YOUR GOAL =
The answer must be a single number, namely how many lines in the entries below contain the string "remote".

SOURCE INFORMATION =
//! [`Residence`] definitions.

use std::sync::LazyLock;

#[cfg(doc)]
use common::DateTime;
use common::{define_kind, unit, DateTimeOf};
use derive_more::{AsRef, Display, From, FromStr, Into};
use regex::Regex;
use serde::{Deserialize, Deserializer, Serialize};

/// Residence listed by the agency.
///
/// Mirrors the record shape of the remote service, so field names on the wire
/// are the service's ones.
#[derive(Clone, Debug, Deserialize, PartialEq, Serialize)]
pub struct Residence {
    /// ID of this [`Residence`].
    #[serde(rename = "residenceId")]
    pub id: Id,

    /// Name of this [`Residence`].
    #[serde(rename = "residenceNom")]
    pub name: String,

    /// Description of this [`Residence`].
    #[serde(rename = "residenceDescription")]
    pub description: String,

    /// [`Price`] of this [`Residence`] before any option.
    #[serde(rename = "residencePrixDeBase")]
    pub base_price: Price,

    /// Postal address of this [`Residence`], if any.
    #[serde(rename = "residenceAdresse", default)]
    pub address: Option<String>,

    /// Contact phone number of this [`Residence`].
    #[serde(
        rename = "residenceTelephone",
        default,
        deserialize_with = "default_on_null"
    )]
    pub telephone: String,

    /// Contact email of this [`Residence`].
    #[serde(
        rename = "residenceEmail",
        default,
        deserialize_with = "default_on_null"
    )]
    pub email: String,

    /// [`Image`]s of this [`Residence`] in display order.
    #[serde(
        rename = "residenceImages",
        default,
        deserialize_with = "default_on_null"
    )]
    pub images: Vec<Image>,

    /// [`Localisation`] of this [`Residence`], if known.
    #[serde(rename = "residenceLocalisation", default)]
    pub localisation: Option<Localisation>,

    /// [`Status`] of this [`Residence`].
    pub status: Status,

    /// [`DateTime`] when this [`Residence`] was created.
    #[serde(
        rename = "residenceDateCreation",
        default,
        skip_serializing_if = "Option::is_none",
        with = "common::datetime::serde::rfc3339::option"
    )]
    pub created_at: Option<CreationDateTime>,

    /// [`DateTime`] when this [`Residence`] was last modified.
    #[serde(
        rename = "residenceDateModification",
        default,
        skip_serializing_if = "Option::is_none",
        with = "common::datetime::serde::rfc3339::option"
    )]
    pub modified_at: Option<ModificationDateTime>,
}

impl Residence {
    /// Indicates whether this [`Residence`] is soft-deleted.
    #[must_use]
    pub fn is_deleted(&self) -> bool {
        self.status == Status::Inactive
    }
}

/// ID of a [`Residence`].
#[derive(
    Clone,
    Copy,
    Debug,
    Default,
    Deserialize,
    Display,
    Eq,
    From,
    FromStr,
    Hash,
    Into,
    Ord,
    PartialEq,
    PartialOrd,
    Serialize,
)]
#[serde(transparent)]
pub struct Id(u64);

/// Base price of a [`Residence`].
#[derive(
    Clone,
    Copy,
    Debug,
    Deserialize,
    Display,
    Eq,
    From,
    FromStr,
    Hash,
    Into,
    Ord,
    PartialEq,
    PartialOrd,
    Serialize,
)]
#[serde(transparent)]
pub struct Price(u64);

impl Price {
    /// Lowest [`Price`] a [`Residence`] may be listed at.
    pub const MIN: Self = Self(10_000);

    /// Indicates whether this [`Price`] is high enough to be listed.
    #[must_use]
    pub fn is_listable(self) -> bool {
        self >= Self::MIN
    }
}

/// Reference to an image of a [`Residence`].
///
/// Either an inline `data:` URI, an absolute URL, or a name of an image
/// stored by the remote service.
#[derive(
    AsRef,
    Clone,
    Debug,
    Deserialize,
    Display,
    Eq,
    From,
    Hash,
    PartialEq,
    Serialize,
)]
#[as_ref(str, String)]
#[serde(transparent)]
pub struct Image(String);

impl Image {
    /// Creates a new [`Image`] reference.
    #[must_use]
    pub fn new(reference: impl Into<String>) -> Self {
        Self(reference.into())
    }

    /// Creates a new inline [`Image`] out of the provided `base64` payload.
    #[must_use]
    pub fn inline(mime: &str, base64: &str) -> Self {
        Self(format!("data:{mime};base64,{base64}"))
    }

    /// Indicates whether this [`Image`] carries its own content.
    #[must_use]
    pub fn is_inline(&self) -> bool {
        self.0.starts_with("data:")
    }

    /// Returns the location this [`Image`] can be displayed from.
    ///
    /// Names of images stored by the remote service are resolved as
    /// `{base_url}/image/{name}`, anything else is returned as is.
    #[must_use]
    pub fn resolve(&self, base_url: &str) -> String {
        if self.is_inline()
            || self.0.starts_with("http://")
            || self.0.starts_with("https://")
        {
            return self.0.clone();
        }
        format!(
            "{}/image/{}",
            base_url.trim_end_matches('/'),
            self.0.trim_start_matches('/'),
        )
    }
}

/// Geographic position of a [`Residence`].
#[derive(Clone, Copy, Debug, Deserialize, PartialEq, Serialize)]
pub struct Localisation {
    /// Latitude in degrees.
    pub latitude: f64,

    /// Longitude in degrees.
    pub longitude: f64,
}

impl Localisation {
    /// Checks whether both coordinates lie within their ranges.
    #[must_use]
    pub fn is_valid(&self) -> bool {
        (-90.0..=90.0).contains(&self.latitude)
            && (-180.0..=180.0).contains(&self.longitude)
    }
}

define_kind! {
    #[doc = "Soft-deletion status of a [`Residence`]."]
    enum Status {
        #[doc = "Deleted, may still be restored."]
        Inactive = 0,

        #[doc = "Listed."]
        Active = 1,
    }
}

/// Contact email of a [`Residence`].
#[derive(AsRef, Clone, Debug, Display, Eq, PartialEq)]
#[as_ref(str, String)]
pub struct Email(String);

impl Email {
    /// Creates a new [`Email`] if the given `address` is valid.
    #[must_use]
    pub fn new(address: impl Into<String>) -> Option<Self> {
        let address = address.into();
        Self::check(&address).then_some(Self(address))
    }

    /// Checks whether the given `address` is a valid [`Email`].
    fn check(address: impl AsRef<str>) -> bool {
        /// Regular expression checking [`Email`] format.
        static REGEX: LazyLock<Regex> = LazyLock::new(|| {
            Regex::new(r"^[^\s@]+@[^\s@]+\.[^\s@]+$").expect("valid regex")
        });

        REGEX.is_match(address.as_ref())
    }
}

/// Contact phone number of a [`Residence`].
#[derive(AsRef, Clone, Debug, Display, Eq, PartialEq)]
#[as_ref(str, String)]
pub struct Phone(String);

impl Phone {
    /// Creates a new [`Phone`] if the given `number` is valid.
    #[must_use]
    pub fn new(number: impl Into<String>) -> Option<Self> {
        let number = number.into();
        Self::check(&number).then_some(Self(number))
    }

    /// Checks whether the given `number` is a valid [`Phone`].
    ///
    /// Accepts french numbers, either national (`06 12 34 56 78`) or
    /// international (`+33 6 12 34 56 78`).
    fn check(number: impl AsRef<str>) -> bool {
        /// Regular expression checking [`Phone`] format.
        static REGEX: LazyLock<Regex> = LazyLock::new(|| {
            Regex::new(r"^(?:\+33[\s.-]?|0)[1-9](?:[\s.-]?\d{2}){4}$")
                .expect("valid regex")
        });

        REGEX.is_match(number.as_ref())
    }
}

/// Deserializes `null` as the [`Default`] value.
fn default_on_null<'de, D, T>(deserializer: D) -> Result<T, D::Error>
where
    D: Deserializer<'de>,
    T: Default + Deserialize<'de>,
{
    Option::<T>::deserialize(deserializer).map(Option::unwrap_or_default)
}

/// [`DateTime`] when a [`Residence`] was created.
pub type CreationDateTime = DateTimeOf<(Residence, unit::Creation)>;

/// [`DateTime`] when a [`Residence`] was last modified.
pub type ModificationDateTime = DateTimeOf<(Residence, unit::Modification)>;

COMPLETED TASK =
3